Ever since the introduction of language, humans have suffered from a fundamental problem: there is an exponentially growing amount of information, and only so much lifetime (of any individual), to grasp it. This has become an increasing problem with the advent of the World Wide Web. Individuals now have access to more information than any generation of humans, ever before, in history. However, access to more information doesn’t necessarily translate to better understanding.

At YUKKA Lab we are trying to solve the problem of information overload. Most notably we condense unstructured information into structured information by asking Wh-questions. Who is in the news? What have they been doing? When have they been doing it?

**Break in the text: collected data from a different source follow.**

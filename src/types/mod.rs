//! Core data model: readings, window aggregates, scored events, audit records.

mod bands;
mod reading;
mod records;

pub use bands::{AlertLevel, RiskBand};
pub use reading::{
    CetpRow, ConfirmedAnomaly, FactoryRow, QuarantineRecord, Reading, RowStatus, ScoredReading,
    WindowStats,
};
pub use records::{
    AlertRecord, AttributedAnomaly, EriReading, EvidenceRecord, GroupRow, MetricsSnapshot,
    ShockEvent, TamperDetail, TamperRecord, TamperType,
};

use chrono::NaiveDateTime;

/// Parse an event-time string in the configured input format, falling back
/// to a numeric Unix epoch (seconds, fractional allowed).
///
/// Returns `None` when neither interpretation applies — callers decide
/// whether that skips the record or passes it through (cooldown gating
/// passes unparseable timestamps, the validator rejects them).
pub fn parse_event_time(timestamp: &str, format: &str) -> Option<NaiveDateTime> {
    if let Ok(dt) = NaiveDateTime::parse_from_str(timestamp, format) {
        return Some(dt);
    }
    let epoch: f64 = timestamp.trim().parse().ok()?;
    if !epoch.is_finite() {
        return None;
    }
    #[allow(clippy::cast_possible_truncation)]
    let epoch_ms = (epoch * 1000.0) as i64;
    chrono::DateTime::from_timestamp_millis(epoch_ms).map(|dt| dt.naive_utc())
}

/// Round to two decimal places — the precision of all audit-log floats.
pub fn round2(value: f64) -> f64 {
    (value * 100.0).round() / 100.0
}

/// Current wall-clock time as an ISO-8601 UTC string for `logged_at` stamps.
pub fn utc_now_iso() -> String {
    chrono::Utc::now().to_rfc3339_opts(chrono::SecondsFormat::Micros, true)
}

#[cfg(test)]
mod tests {
    use super::*;

    const FMT: &str = "%Y-%m-%d %H:%M";

    #[test]
    fn parses_formatted_time() {
        let dt = parse_event_time("2026-02-01 12:23", FMT).unwrap();
        assert_eq!(dt.format(FMT).to_string(), "2026-02-01 12:23");
    }

    #[test]
    fn parses_numeric_epoch() {
        let dt = parse_event_time("1770000000", FMT).unwrap();
        assert_eq!(dt.and_utc().timestamp(), 1_770_000_000);
    }

    #[test]
    fn rejects_garbage() {
        assert!(parse_event_time("not-a-time", FMT).is_none());
        assert!(parse_event_time("inf", FMT).is_none());
    }

    #[test]
    fn round2_half_up() {
        assert_eq!(round2(449.996), 450.0);
        assert_eq!(round2(13.954), 13.95);
    }
}
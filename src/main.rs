//! Riverguard pipeline runner.
//!
//! Replays the CETP inlet and factory discharge CSV directories through the
//! full analytic engine. The factory index for backtrack attribution is
//! loaded eagerly before streaming starts.
//!
//! # Usage
//!
//! ```bash
//! riverguard --cetp-dir data/cetp --factory-dir data/factory
//!
//! # Paced replay (~1 row/s per source at speed 60)
//! riverguard --cetp-dir data/cetp --factory-dir data/factory --speed 60
//! ```
//!
//! Exit codes: 0 normal shutdown, 1 config validation failure, 2 missing
//! input directory. Ctrl-C drains the current rows, flushes every sink,
//! and writes a final metrics snapshot.
//!
//! # Environment Variables
//!
//! - `RIVERGUARD_*`: every pipeline tunable (see `config::defaults`)
//! - `RUST_LOG`: logging filter (default: info)

use std::path::PathBuf;
use std::process::ExitCode;
use std::sync::{Arc, Mutex};

use clap::Parser;
use tokio_util::sync::CancellationToken;
use tracing::{error, info, warn, Instrument};

use riverguard::backtrack::{Backtracker, FactoryIndex};
use riverguard::config::{self, Settings};
use riverguard::ingest::{self, ReplaySource};
use riverguard::pipeline::{run_loop, CetpPipeline, FactoryPipeline, MetricsHub};
use riverguard::sinks::JsonlSink;
use riverguard::startup;

/// Base delay denominator for the `--speed` flag:
/// `delay_ms = REPLAY_BASE_DELAY_MS / speed`.
const REPLAY_BASE_DELAY_MS: u64 = 60_000;

// ============================================================================
// CLI Arguments
// ============================================================================

#[derive(Parser, Debug)]
#[command(name = "riverguard")]
#[command(about = "Riverguard CETP discharge monitoring and attribution pipeline")]
#[command(version)]
struct CliArgs {
    /// Directory containing the CETP inlet CSV file(s)
    #[arg(long, value_name = "DIR", default_value = "data/cetp")]
    cetp_dir: PathBuf,

    /// Directory containing factory_*.csv discharge files
    #[arg(long, value_name = "DIR", default_value = "data/factory")]
    factory_dir: PathBuf,

    /// Replay speed multiplier (0 = no delay, 60 = one row per second)
    #[arg(long, default_value = "0")]
    speed: u64,
}

// ============================================================================
// Entry point
// ============================================================================

#[tokio::main]
async fn main() -> ExitCode {
    tracing_subscriber::fmt()
        .with_env_filter(
            tracing_subscriber::EnvFilter::try_from_default_env()
                .unwrap_or_else(|_| tracing_subscriber::EnvFilter::new("info")),
        )
        .init();

    let args = CliArgs::parse();

    // Per-process correlation id, attached to the tracing context so every
    // log line of this run carries `run_id`.
    let run_id = uuid::Uuid::new_v4().to_string();
    let run_span = tracing::info_span!("run", run_id = %run_id);

    // Config: parse failures and validation errors are fatal before any
    // processing starts.
    let settings = {
        let _guard = run_span.enter();
        let settings = match Settings::from_env() {
            Ok(s) => s,
            Err(e) => {
                error!("configuration error: {e}");
                return ExitCode::from(1);
            }
        };
        let (errors, warnings) = config::validate(&settings);
        for warning in &warnings {
            warn!("config warning: {warning}");
        }
        if !errors.is_empty() {
            for err in &errors {
                error!("config error: {err}");
            }
            return ExitCode::from(1);
        }
        config::init(settings.clone());

        startup::log_summary(&settings, &run_id);
        settings
    };

    let result = run_pipeline(&args, &settings)
        .instrument(run_span.clone())
        .await;

    let _guard = run_span.enter();
    match result {
        Ok(()) => ExitCode::SUCCESS,
        Err(PipelineError::MissingInput(e)) => {
            error!("{e}");
            ExitCode::from(2)
        }
    }
}

enum PipelineError {
    MissingInput(ingest::IngestError),
}

async fn run_pipeline(args: &CliArgs, settings: &Settings) -> Result<(), PipelineError> {
    // Eager loads: both replay row sets and the backtrack index, before any
    // streaming begins.
    let factory_rows =
        ingest::load_factory_rows(&args.factory_dir).map_err(PipelineError::MissingInput)?;
    let cetp_rows = ingest::load_cetp_rows(&args.cetp_dir).map_err(PipelineError::MissingInput)?;
    let factory_index = FactoryIndex::from_rows(&factory_rows, settings);

    let delay_ms = if args.speed == 0 {
        0
    } else {
        REPLAY_BASE_DELAY_MS / args.speed
    };
    info!(
        "replay: {} CETP rows, {} factory rows, {} ms inter-row delay",
        cetp_rows.len(),
        factory_rows.len(),
        delay_ms
    );

    // Shared state: quarantine sink and metrics hub; everything else is
    // owned by exactly one path.
    let quarantine = Arc::new(Mutex::new(JsonlSink::new(&settings.quarantine_log_path)));
    let metrics = Arc::new(MetricsHub::new(settings));

    let mut cetp_pipeline = CetpPipeline::new(
        settings,
        Backtracker::new(factory_index, settings),
        quarantine.clone(),
        metrics.clone(),
    );
    let mut factory_pipeline = FactoryPipeline::new(settings, quarantine.clone(), metrics.clone());

    let cancel = CancellationToken::new();

    // Ctrl-C → graceful drain. Spawned tasks do not inherit the current
    // span, so each is instrumented with it explicitly to keep `run_id` on
    // every log line.
    let ctrlc_cancel = cancel.clone();
    tokio::spawn(
        async move {
            if tokio::signal::ctrl_c().await.is_ok() {
                info!("interrupt received — draining pipeline");
                ctrlc_cancel.cancel();
            }
        }
        .instrument(tracing::Span::current()),
    );

    let cetp_cancel = cancel.clone();
    let cetp_task = tokio::spawn(
        async move {
            let mut source = ReplaySource::new(cetp_rows, delay_ms, "CETP-CSV");
            run_loop(&mut source, &mut cetp_pipeline, &cetp_cancel).await
        }
        .instrument(tracing::Span::current()),
    );

    let factory_cancel = cancel.clone();
    let factory_task = tokio::spawn(
        async move {
            let mut source = ReplaySource::new(factory_rows, delay_ms, "FACTORY-CSV");
            run_loop(&mut source, &mut factory_pipeline, &factory_cancel).await
        }
        .instrument(tracing::Span::current()),
    );

    let cetp_rows_done = cetp_task.await.unwrap_or_else(|e| {
        error!("CETP task failed: {e}");
        0
    });
    let factory_rows_done = factory_task.await.unwrap_or_else(|e| {
        error!("factory task failed: {e}");
        0
    });

    metrics.final_snapshot();
    if let Ok(mut sink) = quarantine.lock() {
        sink.close();
    }

    info!("pipeline complete: {cetp_rows_done} CETP rows, {factory_rows_done} factory rows");
    Ok(())
}
impl AntiCheat {
    pub fn new(settings: &Settings) -> Self {
        Self {
            zero_variance_minutes: settings.zero_variance_minutes,
            cod_drop_fraction: settings.cod_drop_fraction,
            tss_stable_fraction: settings.tss_stable_fraction,
            blackout_min_minutes: settings.blackout_min_minutes,
            time_format: settings.input_time_format.clone(),
        }
    }

    /// Run all three detectors and return the combined record list sorted
    /// by window end.
    pub fn run_all(&self, rows: &[FactoryRow]) -> Vec<TamperRecord> {
        let by_factory = self.group_by_factory(rows);

        let zv = self.detect_zero_variance(&by_factory);
        let fp = self.detect_chemical_fingerprint(&by_factory);
        let bo = self.detect_blackouts(&by_factory);

        info!(
            zero_variance = zv.len(),
            dilution = fp.len(),
            blackout = bo.len(),
            "anti-cheat detections"
        );

        let mut all: Vec<TamperRecord> = zv.into_iter().chain(fp).chain(bo).collect();
        all.sort_by(|a, b| a.window_end.cmp(&b.window_end));
        all
    }

    fn group_by_factory<'a>(&self, rows: &'a [FactoryRow]) -> BTreeMap<String, Vec<HistRow<'a>>> {
        let mut by_factory: BTreeMap<String, Vec<HistRow<'a>>> = BTreeMap::new();
        for row in rows {
            let Some(ts) = parse_event_time(&row.time, &self.time_format) else {
                continue;
            };
            by_factory.entry(row.factory_id.clone()).or_default().push(HistRow {
                time: &row.time,
                ts,
                cod: row.cod,
                tss: row.tss,
            });
        }
        for group in by_factory.values_mut() {
            group.sort_by_key(|r| r.ts);
        }
        by_factory
    }

    // ------------------------------------------------------------------
    // 1. Zero-variance alarm
    // ------------------------------------------------------------------

    fn detect_zero_variance(
        &self,
        by_factory: &BTreeMap<String, Vec<HistRow<'_>>>,
    ) -> Vec<TamperRecord> {
        let mut records = Vec::new();
        let window = Duration::minutes(self.zero_variance_minutes);

        for (factory_id, group) in by_factory {
            let clean: Vec<(&HistRow<'_>, f64)> = group
                .iter()
                .filter_map(|r| r.cod.map(|c| (r, c)))
                .collect();

            for_each_tumbling_window(clean.iter().map(|(r, _)| r.ts), window, |lo, hi| {
                let in_window: Vec<&(&HistRow<'_>, f64)> = clean
                    .iter()
                    .filter(|(r, _)| r.ts >= lo && r.ts < hi)
                    .collect();
                if in_window.len() < 2 {
                    return;
                }
                let cod_max = in_window.iter().map(|(_, c)| *c).fold(f64::NEG_INFINITY, f64::max);
                let cod_min = in_window.iter().map(|(_, c)| *c).fold(f64::INFINITY, f64::min);
                let cod_range = cod_max - cod_min;
                if cod_range < ZERO_VARIANCE_EPS {
                    records.push(TamperRecord {
                        tamper_type: TamperType::ZeroVariance,
                        factory_id: factory_id.clone(),
                        window_end: last_time(&in_window),
                        detail: TamperDetail::ZeroVariance {
                            cod_max: round_to(cod_max, 4),
                            cod_min: round_to(cod_min, 4),
                            cod_range: round_to(cod_range, 6),
                            row_count: in_window.len() as u64,
                        },
                    });
                }
            });
        }
        records
    }

    // ------------------------------------------------------------------
    // 2. Chemical fingerprint (dilution detection)
    // ------------------------------------------------------------------

    fn detect_chemical_fingerprint(
        &self,
        by_factory: &BTreeMap<String, Vec<HistRow<'_>>>,
    ) -> Vec<TamperRecord> {
        let mut records = Vec::new();
        let window = Duration::minutes(FINGERPRINT_WINDOW_MINUTES);

        for (factory_id, group) in by_factory {
            let clean: Vec<(&HistRow<'_>, f64, f64)> = group
                .iter()
                .filter_map(|r| match (r.cod, r.tss) {
                    (Some(cod), Some(tss)) => Some((r, cod, tss)),
                    _ => None,
                })
                .collect();
            if clean.len() < 6 {
                continue;
            }

            let mut prev: Option<(f64, f64)> = None;
            for_each_tumbling_window(clean.iter().map(|(r, _, _)| r.ts), window, |lo, hi| {
                let in_window: Vec<&(&HistRow<'_>, f64, f64)> = clean
                    .iter()
                    .filter(|(r, _, _)| r.ts >= lo && r.ts < hi)
                    .collect();
                if in_window.len() < 3 {
                    return;
                }
                #[allow(clippy::cast_precision_loss)]
                let n = in_window.len() as f64;
                let mean_cod: f64 = in_window.iter().map(|(_, c, _)| c).sum::<f64>() / n;
                let mean_tss: f64 = in_window.iter().map(|(_, _, t)| t).sum::<f64>() / n;

                if let Some((prev_cod, prev_tss)) = prev {
                    let cod_collapsed = mean_cod <= prev_cod * (1.0 - self.cod_drop_fraction);
                    let tss_held = mean_tss >= prev_tss * (1.0 - self.tss_stable_fraction);
                    if cod_collapsed && tss_held {
                        records.push(TamperRecord {
                            tamper_type: TamperType::DilutionTamper,
                            factory_id: factory_id.clone(),
                            window_end: in_window
                                .last()
                                .map(|(r, _, _)| r.time.to_string())
                                .unwrap_or_default(),
                            detail: TamperDetail::Dilution {
                                mean_cod: round_to(mean_cod, 2),
                                mean_tss: round_to(mean_tss, 2),
                                baseline_cod: round_to(prev_cod, 2),
                                baseline_tss: round_to(prev_tss, 2),
                            },
                        });
                    }
                }
                prev = Some((mean_cod, mean_tss));
            });
        }
        records
    }

    // ------------------------------------------------------------------
    // 3. Blackout (guilt by disconnection)
    // ------------------------------------------------------------------

    fn detect_blackouts(
        &self,
        by_factory: &BTreeMap<String, Vec<HistRow<'_>>>,
    ) -> Vec<TamperRecord> {
        let mut records = Vec::new();
        let window = Duration::minutes(self.blackout_min_minutes);

        for (factory_id, group) in by_factory {
            // Full stream, nulls included — the nulls ARE the signal.
            for_each_tumbling_window(group.iter().map(|r| r.ts), window, |lo, hi| {
                let in_window: Vec<&HistRow<'_>> =
                    group.iter().filter(|r| r.ts >= lo && r.ts < hi).collect();
                if (in_window.len() as i64) < self.blackout_min_minutes {
                    return;
                }
                let total_rows = in_window.len() as u64;
                let blackout_rows = in_window.iter().filter(|r| r.cod.is_none()).count() as u64;
                #[allow(clippy::cast_precision_loss)]
                let ratio = blackout_rows as f64 / total_rows as f64;
                if ratio >= BLACKOUT_RATIO_THRESHOLD {
                    records.push(TamperRecord {
                        tamper_type: TamperType::BlackoutTamper,
                        factory_id: factory_id.clone(),
                        window_end: in_window
                            .last()
                            .map(|r| r.time.to_string())
                            .unwrap_or_default(),
                        detail: TamperDetail::Blackout {
                            total_rows,
                            blackout_rows,
                            blackout_ratio: round_to(ratio, 3),
                        },
                    });
                }
            });
        }
        records
    }
}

Structured information is useful in a variety of cases, most notably when monitoring the news for abnormalities (essentially, portfolio management).

However, structured information cannot always adequately represent individual articles. There are articles which are “just iconic” or trending and set the tone for discourse to follow for a long time to come.

When diving into the news and trending stories, we would like to show content to customers that’s relevant to them.

Relevancy, however, is a difficult concept. With millions of news articles every day, what constitutes relevancy? In this blogpost we’d like to unravel some of the metrics we offer to our customers, and how it helps them to find news relevant to them.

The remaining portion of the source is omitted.